### Problem requirements
Below are the entries to work from; restate word for word the portion that opens with the line containing "pub trait OutputDevice: Send" and closes with the line containing "let mut names: Vec<String>", keeping both.

Stored dataset items:
***

//! Device handles and the factory that builds them
//!
//! A binding is created from a [`ParamPackage`] by the [`DeviceFactory`],
//! which dispatches on the descriptor's `engine` field to a registered
//! [`InputEngine`]. What comes back is an interface object: an
//! [`InputDevice`] that emits raw callbacks, or an [`OutputDevice`] that
//! accepts vibration and LED commands.

use std::collections::HashMap;
use std::sync::Arc;

use parking_lot::RwLock;
use tracing::{debug, info, trace};

use super::params::ParamPackage;
use super::status::{CallbackStatus, LedStatus, VibrationStatus};
use crate::error::ControllerError;

/// Callback installed on an input device
pub type InputCallback = Arc<dyn Fn(&CallbackStatus) + Send + Sync>;

/// Source of raw input callbacks
///
/// Devices may call back from any thread.
pub trait InputDevice: Send + Sync {
    /// Install or remove (`None`) the callback
    ///
    /// After this returns with `None`, the device must not start new calls
    /// to the previous callback.
    fn set_callback(&self, callback: Option<InputCallback>);

    /// Emit the current value immediately, even if unchanged
    fn force_update(&self) {}

    /// Poll sources that only produce values when asked
    fn soft_update(&self) {}
}

/// Sink for vibration and LED commands
pub trait OutputDevice: Send + Sync {
    fn set_vibration(&self, vibration: &VibrationStatus) -> Result<(), ControllerError>;

    fn set_led(&self, led: &LedStatus) -> Result<(), ControllerError>;
}

/// A transport backend able to build devices from descriptors
pub trait InputEngine: Send + Sync {
    /// Engine name matched against the descriptor's `engine` field
    fn name(&self) -> &str;

    /// Build an input device, or `None` if the descriptor is not usable
    fn create_input(&self, params: &ParamPackage) -> Option<Arc<dyn InputDevice>>;

    /// Build an output device; engines without outputs keep the default
    fn create_output(&self, _params: &ParamPackage) -> Option<Arc<dyn OutputDevice>> {
        None
    }
}

/// Registry of engines keyed by name
#[derive(Default)]
pub struct DeviceFactory {
    engines: RwLock<HashMap<String, Arc<dyn InputEngine>>>,
}

impl DeviceFactory {
    pub fn new() -> Self {
        Self::default()
    }

    /// Register an engine, replacing any engine with the same name
    pub fn register(&self, engine: Arc<dyn InputEngine>) {
        let name = engine.name().to_string();
        info!("Registered input engine: {}", name);
        self.engines.write().insert(name, engine);
    }

    /// Names of all registered engines
    pub fn engine_names(&self) -> Vec<String> {
        let mut names: Vec<String> = self.engines.read().keys().cloned().collect();
        names.sort();
        names
    }

    fn engine_for(&self, params: &ParamPackage) -> Option<Arc<dyn InputEngine>> {
        if params.is_empty() {
            return None;
        }
        let engine = params.engine();
        let found = self.engines.read().get(&engine).cloned();
        if found.is_none() {
            debug!("No input engine named {:?}, leaving binding empty", engine);
        }
        found
    }

    /// Build an input device for a descriptor
    ///
    /// Empty descriptors and unknown engines yield `None`.
    pub fn create_input(&self, params: &ParamPackage) -> Option<Arc<dyn InputDevice>> {
        let device = self.engine_for(params)?.create_input(params);
        trace!("create_input({}) -> {}", params, device.is_some());
        device
    }

    /// Build an output device for a descriptor
    pub fn create_output(&self, params: &ParamPackage) -> Option<Arc<dyn OutputDevice>> {
        let device = self.engine_for(params)?.create_output(params);
        trace!("create_output({}) -> {}", params, device.is_some());
        device
    }
}

#[cfg(test)]
mod tests {
    use super::*;
    use crate::input::engine::VirtualEngine;

    #[test]
    fn test_dispatch_on_engine_name() {
        let factory = DeviceFactory::new();
        factory.register(Arc::new(VirtualEngine::new()));

        let bound = ParamPackage::parse("engine:virtual,button:0");
        assert!(factory.create_input(&bound).is_some());

        let unknown = ParamPackage::parse("engine:sdl,button:0");
        assert!(factory.create_input(&unknown).is_none());
        assert!(factory.create_input(&ParamPackage::new()).is_none());
    }

    #[test]
    fn test_engine_names_sorted() {
        let factory = DeviceFactory::new();
        factory.register(Arc::new(VirtualEngine::named("tas")));
        factory.register(Arc::new(VirtualEngine::new()));
        assert_eq!(factory.engine_names(), vec!["tas", "virtual"]);
    }
}
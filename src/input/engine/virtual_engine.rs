//! In-process engine driven programmatically
//!
//! Every descriptor handed to a [`VirtualEngine`] becomes a device the
//! engine can reach for as long as its owner keeps it alive. Callers then
//! push raw callbacks into the devices whose descriptors match a selector,
//! and inspect what was sent to the output devices. Used by the script
//! replay, TAS playback and the tests.
//!
//! The engine only holds weak references. Rebinding a controller drops its
//! old devices, and the engine forgets them the next time it creates one.

use std::sync::atomic::{AtomicBool, AtomicUsize, Ordering};
use std::sync::{Arc, Weak};

use parking_lot::Mutex;
use tracing::trace;

use crate::error::ControllerError;
use crate::input::device::{InputCallback, InputDevice, InputEngine, OutputDevice};
use crate::input::params::ParamPackage;
use crate::input::status::{CallbackStatus, LedStatus, VibrationStatus};

/// Default engine name
pub const VIRTUAL_ENGINE: &str = "virtual";

/// Input device fed by [`VirtualEngine::emit`]
pub struct VirtualInput {
    params: ParamPackage,
    callback: Mutex<Option<InputCallback>>,
    last: Mutex<Option<CallbackStatus>>,
    soft_updates: AtomicUsize,
}

impl VirtualInput {
    fn new(params: ParamPackage) -> Self {
        Self {
            params,
            callback: Mutex::new(None),
            last: Mutex::new(None),
            soft_updates: AtomicUsize::new(0),
        }
    }

    /// Deliver a status to the installed callback, if any
    ///
    /// Returns whether a callback was installed.
    pub fn emit(&self, status: CallbackStatus) -> bool {
        *self.last.lock() = Some(status);
        // Call outside the slot lock so the callback may rebind this device
        let callback = self.callback.lock().clone();
        match callback {
            Some(callback) => {
                callback(&status);
                true
            }
            None => false,
        }
    }

    pub fn params(&self) -> &ParamPackage {
        &self.params
    }

    pub fn is_bound(&self) -> bool {
        self.callback.lock().is_some()
    }

    pub fn soft_update_count(&self) -> usize {
        self.soft_updates.load(Ordering::SeqCst)
    }
}

impl InputDevice for VirtualInput {
    fn set_callback(&self, callback: Option<InputCallback>) {
        *self.callback.lock() = callback;
    }

    fn force_update(&self) {
        let last = *self.last.lock();
        if let Some(status) = last {
            self.emit(status);
        }
    }

    fn soft_update(&self) {
        self.soft_updates.fetch_add(1, Ordering::SeqCst);
    }
}

/// Output device that records every command it receives
pub struct VirtualOutput {
    params: ParamPackage,
    vibrations: Mutex<Vec<VibrationStatus>>,
    leds: Mutex<Vec<LedStatus>>,
    reject: AtomicBool,
}

impl VirtualOutput {
    fn new(params: ParamPackage) -> Self {
        Self {
            params,
            vibrations: Mutex::new(Vec::new()),
            leds: Mutex::new(Vec::new()),
            reject: AtomicBool::new(false),
        }
    }

    pub fn params(&self) -> &ParamPackage {
        &self.params
    }

    /// Make subsequent commands fail
    pub fn set_reject(&self, reject: bool) {
        self.reject.store(reject, Ordering::SeqCst);
    }

    pub fn vibrations(&self) -> Vec<VibrationStatus> {
        self.vibrations.lock().clone()
    }

    pub fn leds(&self) -> Vec<LedStatus> {
        self.leds.lock().clone()
    }

    fn check(&self) -> Result<(), ControllerError> {
        if self.reject.load(Ordering::SeqCst) {
            return Err(ControllerError::DeviceRejected(self.params.serialize()));
        }
        Ok(())
    }
}

impl OutputDevice for VirtualOutput {
    fn set_vibration(&self, vibration: &VibrationStatus) -> Result<(), ControllerError> {
        self.check()?;
        self.vibrations.lock().push(*vibration);
        Ok(())
    }

    fn set_led(&self, led: &LedStatus) -> Result<(), ControllerError> {
        self.check()?;
        self.leds.lock().push(*led);
        Ok(())
    }
}

/// Engine whose devices are driven from code
pub struct VirtualEngine {
    name: String,
    inputs: Mutex<Vec<Weak<VirtualInput>>>,
    outputs: Mutex<Vec<Weak<VirtualOutput>>>,
}

impl Default for VirtualEngine {
    fn default() -> Self {
        Self::new()
    }
}

impl VirtualEngine {
    /// Engine registered as `virtual`
    pub fn new() -> Self {
        Self::named(VIRTUAL_ENGINE)
    }

    /// Engine registered under another name (e.g. `tas`)
    pub fn named(name: &str) -> Self {
        Self {
            name: name.to_string(),
            inputs: Mutex::new(Vec::new()),
            outputs: Mutex::new(Vec::new()),
        }
    }

    /// Input devices whose descriptor contains every pair of `selector`
    pub fn inputs(&self, selector: &str) -> Vec<Arc<VirtualInput>> {
        let selector = ParamPackage::parse(selector);
        self.inputs
            .lock()
            .iter()
            .filter_map(Weak::upgrade)
            .filter(|device| matches(&device.params, &selector))
            .collect()
    }

    /// Output devices whose descriptor contains every pair of `selector`
    pub fn outputs(&self, selector: &str) -> Vec<Arc<VirtualOutput>> {
        let selector = ParamPackage::parse(selector);
        self.outputs
            .lock()
            .iter()
            .filter_map(Weak::upgrade)
            .filter(|device| matches(&device.params, &selector))
            .collect()
    }

    /// Number of input and output devices still alive
    pub fn device_count(&self) -> usize {
        let inputs = self.inputs.lock().iter().filter(|d| d.strong_count() > 0).count();
        let outputs = self.outputs.lock().iter().filter(|d| d.strong_count() > 0).count();
        inputs + outputs
    }

    /// Number of entries the engine is tracking, dead or alive
    pub fn tracked_count(&self) -> usize {
        self.inputs.lock().len() + self.outputs.lock().len()
    }

    /// Push a status into every bound device matching `selector`
    ///
    /// Returns the number of callbacks that ran.
    pub fn emit(&self, selector: &str, status: CallbackStatus) -> usize {
        let delivered = self
            .inputs(selector)
            .iter()
            .filter(|device| device.emit(status))
            .count();
        trace!("{} emit {:?} -> {} device(s)", self.name, selector, delivered);
        delivered
    }

    /// Forget dropped devices and inputs without a callback
    pub fn prune(&self) {
        self.inputs
            .lock()
            .retain(|device| device.upgrade().is_some_and(|device| device.is_bound()));
        self.outputs.lock().retain(|device| device.strong_count() > 0);
    }
}

fn matches(params: &ParamPackage, selector: &ParamPackage) -> bool {
    selector
        .iter()
        .all(|(key, value)| params.has(key) && params.get_str(key, "") == value)
}

impl InputEngine for VirtualEngine {
    fn name(&self) -> &str {
        &self.name
    }

    fn create_input(&self, params: &ParamPackage) -> Option<Arc<dyn InputDevice>> {
        let device = Arc::new(VirtualInput::new(params.clone()));
        let mut inputs = self.inputs.lock();
        inputs.retain(|device| device.strong_count() > 0);
        inputs.push(Arc::downgrade(&device));
        Some(device)
    }

    fn create_output(&self, params: &ParamPackage) -> Option<Arc<dyn OutputDevice>> {
        let device = Arc::new(VirtualOutput::new(params.clone()));
        let mut outputs = self.outputs.lock();
        outputs.retain(|device| device.strong_count() > 0);
        outputs.push(Arc::downgrade(&device));
        Some(device)
    }
}

#[cfg(test)]
mod tests {
    use super::*;
    use crate::input::status::ButtonStatus;

    #[test]
    fn test_emit_reaches_bound_devices_only() {
        let engine = VirtualEngine::new();
        let hits = Arc::new(AtomicUsize::new(0));

        let a = engine
            .create_input(&ParamPackage::parse("engine:virtual,button:0"))
            .expect("device");
        let _b = engine
            .create_input(&ParamPackage::parse("engine:virtual,button:1"))
            .expect("device");

        let counter = hits.clone();
        a.set_callback(Some(Arc::new(move |_: &CallbackStatus| {
            counter.fetch_add(1, Ordering::SeqCst);
        })));

        let press = CallbackStatus::Button(ButtonStatus::pressed(true));
        assert_eq!(engine.emit("button:0", press), 1);
        assert_eq!(engine.emit("button:1", press), 0);
        assert_eq!(engine.emit("engine:virtual", press), 1);
        assert_eq!(hits.load(Ordering::SeqCst), 2);

        a.set_callback(None);
        assert_eq!(engine.emit("button:0", press), 0);
    }

    #[test]
    fn test_force_update_replays_last_value() {
        let engine = VirtualEngine::new();
        let device = engine
            .create_input(&ParamPackage::parse("engine:virtual,button:2"))
            .expect("device");
        engine.emit("button:2", CallbackStatus::Button(ButtonStatus::pressed(true)));

        let seen = Arc::new(Mutex::new(None));
        let sink = seen.clone();
        device.set_callback(Some(Arc::new(move |status: &CallbackStatus| {
            *sink.lock() = Some(*status);
        })));
        device.force_update();

        assert_eq!(
            *seen.lock(),
            Some(CallbackStatus::Button(ButtonStatus::pressed(true)))
        );
    }

    #[test]
    fn test_output_records_and_rejects() {
        let engine = VirtualEngine::new();
        let output = engine
            .create_output(&ParamPackage::parse("engine:virtual,output:1,port:0"))
            .expect("output");

        output.set_led(&LedStatus::default()).expect("led");
        let recorded = engine.outputs("port:0");
        assert_eq!(recorded.len(), 1);
        assert_eq!(recorded[0].leds().len(), 1);

        recorded[0].set_reject(true);
        assert!(output.set_led(&LedStatus::default()).is_err());
    }

    #[test]
    fn test_dropped_devices_are_forgotten() {
        let engine = VirtualEngine::new();
        let kept = engine
            .create_input(&ParamPackage::parse("engine:virtual,button:0"))
            .expect("device");
        for _ in 0..50 {
            engine.create_input(&ParamPackage::parse("engine:virtual,button:1"));
            engine.create_output(&ParamPackage::parse("engine:virtual,output:1"));
        }

        assert_eq!(engine.device_count(), 1);
        assert!(engine.tracked_count() <= 3);
        assert_eq!(engine.inputs("").len(), 1);
        drop(kept);
        assert!(engine.inputs("").is_empty());
    }
}
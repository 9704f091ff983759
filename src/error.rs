//! Error types for the controller core
//!
//! None of these are fatal. Controller operations that can fail report a
//! [`ControllerError`] from their `try_*` form and collapse to `false` in
//! their boolean form, after logging.

use thiserror::Error;

use crate::controller::types::NpadStyleIndex;

/// Failures of controller commands
#[derive(Debug, Error, Clone, PartialEq)]
pub enum ControllerError {
    /// The requested style is not in the supported capability set
    #[error("controller style {0:?} is not supported")]
    UnsupportedStyle(NpadStyleIndex),

    /// No device is bound to the addressed input or output
    #[error("no {kind} device bound at index {index}")]
    MissingBinding { kind: &'static str, index: usize },

    /// Vibration is turned off in the player configuration
    #[error("vibration is disabled for this player")]
    VibrationDisabled,

    /// The output device refused or failed a command
    #[error("device rejected command: {0}")]
    DeviceRejected(String),

    /// No subscriber is registered under this key
    #[error("unknown callback key {0}")]
    UnknownCallback(usize),

    /// The player's settings could not be read or written
    #[error("player settings unavailable: {0}")]
    Settings(String),

    /// Index past the end of a fixed-size input table
    #[error("{kind} index {index} out of range")]
    IndexOutOfRange { kind: &'static str, index: usize },
}

/// Failures of the settings repository
#[derive(Debug, Error)]
pub enum ConfigError {
    #[error("settings I/O failed: {0}")]
    Io(#[from] std::io::Error),

    #[error("settings file is malformed: {0}")]
    Parse(#[from] serde_yaml::Error),

    /// Player slot index outside the configured table
    #[error("no player configuration at index {0}")]
    UnknownPlayer(usize),
}

#[cfg(test)]
mod tests {
    use super::*;

    #[test]
    fn test_messages() {
        let err = ControllerError::MissingBinding {
            kind: "output",
            index: 1,
        };
        assert_eq!(err.to_string(), "no output device bound at index 1");
        assert_eq!(
            ConfigError::UnknownPlayer(12).to_string(),
            "no player configuration at index 12"
        );
    }
}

***

### Task output
pub trait OutputDevice: Send + Sync {
    fn set_vibration(&self, vibration: &VibrationStatus) -> Result<(), ControllerError>;

    fn set_led(&self, led: &LedStatus) -> Result<(), ControllerError>;
}

/// A transport backend able to build devices from descriptors
pub trait InputEngine: Send + Sync {
    /// Engine name matched against the descriptor's `engine` field
    fn name(&self) -> &str;

    /// Build an input device, or `None` if the descriptor is not usable
    fn create_input(&self, params: &ParamPackage) -> Option<Arc<dyn InputDevice>>;

    /// Build an output device; engines without outputs keep the default
    fn create_output(&self, _params: &ParamPackage) -> Option<Arc<dyn OutputDevice>> {
        None
    }
}

/// Registry of engines keyed by name
#[derive(Default)]
pub struct DeviceFactory {
    engines: RwLock<HashMap<String, Arc<dyn InputEngine>>>,
}

impl DeviceFactory {
    pub fn new() -> Self {
        Self::default()
    }

    /// Register an engine, replacing any engine with the same name
    pub fn register(&self, engine: Arc<dyn InputEngine>) {
        let name = engine.name().to_string();
        info!("Registered input engine: {}", name);
        self.engines.write().insert(name, engine);
    }

    /// Names of all registered engines
    pub fn engine_names(&self) -> Vec<String> {
        let mut names: Vec<String> = self.engines.read().keys().cloned().collect();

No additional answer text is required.